An Electrochemical cell for <i>in operando</i> <sup>13</sup>C NMR investigations of carbon dioxide/carbonate processes in aqueous solution

Abstract. In operando NMR spectroscopy is a method for the online investigation of electrochemical systems and reactions. It allows a real-time observation of the formation of products and intermediates, and it grants insight into the interactions of substrate and catalyst. An in operando NMR setup for the investigation of the electrolytic reduction of CO2 on silver electrodes has been developed. The electrolysis cell consists of a three-electrode setup using a working electrode of pristine silver, a chlorinated silver wire as reference electrode, and a graphite counter electrode.
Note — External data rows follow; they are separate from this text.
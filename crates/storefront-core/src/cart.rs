//! # Cart Ledger
//!
//! The shopping cart as an immutable value.
//!
//! ## Copy-on-Write Operations
//! ```text
//! ┌─────────────────────────────────────────────────────────────────────────┐
//! │                    Cart Operations                                      │
//! │                                                                         │
//! │  UI Action              Operation                   New Cart Value      │
//! │  ─────────              ─────────                   ──────────────      │
//! │                                                                         │
//! │  Add to cart ─────────► add_item(p, n, size, color) ► merge or append   │
//! │                                                                         │
//! │  Quantity stepper ────► update_quantity(id, n) ─────► qty = n           │
//! │                                                       (n ≤ 0 removes)   │
//! │                                                                         │
//! │  Trash icon ──────────► remove_item(id) ────────────► drop every line   │
//! │                                                       of that product   │
//! │                                                                         │
//! │  Clear all ───────────► clear() ────────────────────► []                │
//! │                                                                         │
//! │  NOTE: every operation takes `&self` and returns a NEW cart. The caller │
//! │        adopts the returned value as current state; the old value is    │
//! │        never touched.                                                   │
//! └─────────────────────────────────────────────────────────────────────────┘
//! ```
//!
//! ## Invariants
//! - No two lines share a [`LineKey`] (product id, size, color)
//! - Every line has `quantity ≥ 1`
//! - New lines are appended; merged lines keep their position
//!
//! ## Example
//! ```rust
//! use storefront_core::cart::Cart;
//! use storefront_core::catalog::Catalog;
//!
//! let catalog = Catalog::sample();
//! let tee = catalog.get("1").unwrap();
//!
//! let cart = Cart::new().add_item(tee, 1, None, None);
//! let cart = cart.add_item(tee, 1, None, None);
//!
//! assert_eq!(cart.item_count(), 1);
//! assert_eq!(cart.items()[0].quantity, 2);
//! ```

use serde::{Deserialize, Deserializer, Serialize};
use ts_rs::TS;

use crate::error::{CoreError, CoreResult};
use crate::pricing::{OrderTotals, PricingPolicy};
use crate::types::{CartLineItem, LineKey, Product};

/// The shopping cart: an ordered list of line items.
///
/// Deserializing goes through [`From<Vec<CartLineItem>>`], so a cart read
/// from JSON is normalised the same way as one built from raw lines.
#[derive(Debug, Clone, Default, PartialEq, Serialize, TS)]
#[serde(rename_all = "camelCase")]
#[ts(export)]
pub struct Cart {
    items: Vec<CartLineItem>,
}

impl Cart {
    /// Creates a new empty cart.
    pub fn new() -> Self {
        Cart { items: Vec::new() }
    }

    /// Line items in display order.
    #[inline]
    pub fn items(&self) -> &[CartLineItem] {
        &self.items
    }

    /// Looks up the line for a key.
    pub fn line(&self, key: &LineKey) -> Option<&CartLineItem> {
        self.items.iter().find(|item| item.matches(key))
    }

    /// Adds a product, merging into an existing line with the same key.
    ///
    /// ## Behavior
    /// - `size`/`color`: the requested option when the product lists it,
    ///   otherwise the product's first option, otherwise `"M"` / `"#000000"`
    /// - Same key already present: quantity increases (saturating at
    ///   `i64::MAX`), position kept
    /// - Otherwise: a new line is appended
    /// - `quantity ≤ 0` is treated as 1
    #[must_use]
    pub fn add_item(
        &self,
        product: &Product,
        quantity: i64,
        size: Option<&str>,
        color: Option<&str>,
    ) -> Cart {
        let quantity = quantity.max(1);
        let key = LineKey::new(
            product.id.clone(),
            product.resolve_size(size),
            product.resolve_color(color),
        );

        let mut next = self.clone();

        if let Some(item) = next.items.iter_mut().find(|i| i.matches(&key)) {
            item.quantity = item.quantity.saturating_add(quantity);
            return next;
        }

        next.items.push(CartLineItem::from_product(
            product,
            quantity,
            key.size,
            key.color,
        ));
        next
    }

    /// Sets the quantity of every line for `product_id`.
    ///
    /// ## Behavior
    /// - `quantity ≤ 0`: same as [`Cart::remove_item`]
    /// - Absolute set, not a delta
    /// - Unknown product id: returns an identical cart
    ///
    /// Like removal, this matches on product id alone, so every size/color
    /// variant of the product is set to the same quantity. Use
    /// [`Cart::update_line_quantity`] to target one variant.
    #[must_use]
    pub fn update_quantity(&self, product_id: &str, quantity: i64) -> Cart {
        if quantity <= 0 {
            return self.remove_item(product_id);
        }

        let mut next = self.clone();
        for item in next.items.iter_mut().filter(|i| i.product_id() == product_id) {
            item.quantity = quantity;
        }
        next
    }

    /// Sets the quantity of exactly one line; `quantity ≤ 0` removes it.
    #[must_use]
    pub fn update_line_quantity(&self, key: &LineKey, quantity: i64) -> Cart {
        if quantity <= 0 {
            return self.remove_line(key);
        }

        let mut next = self.clone();
        if let Some(item) = next.items.iter_mut().find(|i| i.matches(key)) {
            item.quantity = quantity;
        }
        next
    }

    /// Removes every line whose product id equals `product_id`.
    ///
    /// All size/color variants of the product go together. Unknown ids leave
    /// the cart unchanged.
    #[must_use]
    pub fn remove_item(&self, product_id: &str) -> Cart {
        let mut next = self.clone();
        next.items.retain(|i| i.product_id() != product_id);
        next
    }

    /// Removes the single line matching `key`.
    #[must_use]
    pub fn remove_line(&self, key: &LineKey) -> Cart {
        let mut next = self.clone();
        next.items.retain(|i| !i.matches(key));
        next
    }

    /// Returns an empty cart.
    #[must_use]
    pub fn clear(&self) -> Cart {
        Cart::new()
    }

    /// Number of distinct lines (what the header badge shows).
    pub fn item_count(&self) -> usize {
        self.items.len()
    }

    /// Sum of all line quantities.
    pub fn total_quantity(&self) -> i64 {
        self.items.iter().map(|i| i.quantity).sum()
    }

    /// Checks if the cart is empty.
    pub fn is_empty(&self) -> bool {
        self.items.is_empty()
    }

    /// Order totals under `policy`.
    pub fn totals(&self, policy: &PricingPolicy) -> OrderTotals {
        policy.compute_totals(&self.items)
    }
}

impl From<Vec<CartLineItem>> for Cart {
    /// Builds a cart from lines, merging duplicate keys and dropping lines
    /// with a non-positive quantity so the invariants hold for any input.
    fn from(lines: Vec<CartLineItem>) -> Self {
        let mut cart = Cart::new();
        for line in lines.into_iter().filter(|l| l.quantity > 0) {
            let key = line.key();
            match cart.items.iter().position(|i| i.matches(&key)) {
                Some(idx) => {
                    let merged = &mut cart.items[idx];
                    merged.quantity = merged.quantity.saturating_add(line.quantity);
                }
                None => cart.items.push(line),
            }
        }
        cart
    }
}

/// Wire shape of a cart: `{ "items": [...] }`.
#[derive(Deserialize)]
struct CartLines {
    #[serde(default)]
    items: Vec<CartLineItem>,
}

impl<'de> Deserialize<'de> for Cart {
    fn deserialize<D>(deserializer: D) -> Result<Self, D::Error>
    where
        D: Deserializer<'de>,
    {
        CartLines::deserialize(deserializer).map(|wire| Cart::from(wire.items))
    }
}

/// Guards checkout: an empty cart cannot proceed.
pub fn ensure_checkout_ready(cart: &Cart) -> CoreResult<()> {
    if cart.is_empty() {
        return Err(CoreError::EmptyCart);
    }
    Ok(())
}

// =============================================================================
// Unit Tests
// =============================================================================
The setup can be adjusted for the use of different electrode materials and fits inside a 5 mm NMR tube, Additionally, a shielding setup was employed to minimize noise caused by interference of external radio frequency (RF) waves with the conductive components of the setup. The electrochemical performance of the in operando electrolysis setup was investigated in comparison to a standard CO2 electrolysis cell. The small cell geometry impedes the release of gaseous products, and thus it is primarily suited for current densities below 1 mA/cm2. The effect of conductive components on 13C NMR experiments was studied using a CO2 saturated solution of aqueous bicarbonate electrolyte. Despite the B0 field distortions caused by the electrodes, line widths of ca. 1 Hz could be achieved. This enables the investigation of interactions in the sub-Hertz range by NMR spectroscopy. It was found that the dynamics of the bicarbonate electrolyte change due to interaction with the electrochemical setup, by catalyzing the exchange reaction between CO2 and HCO3− and affecting the formation of an electrical double layer.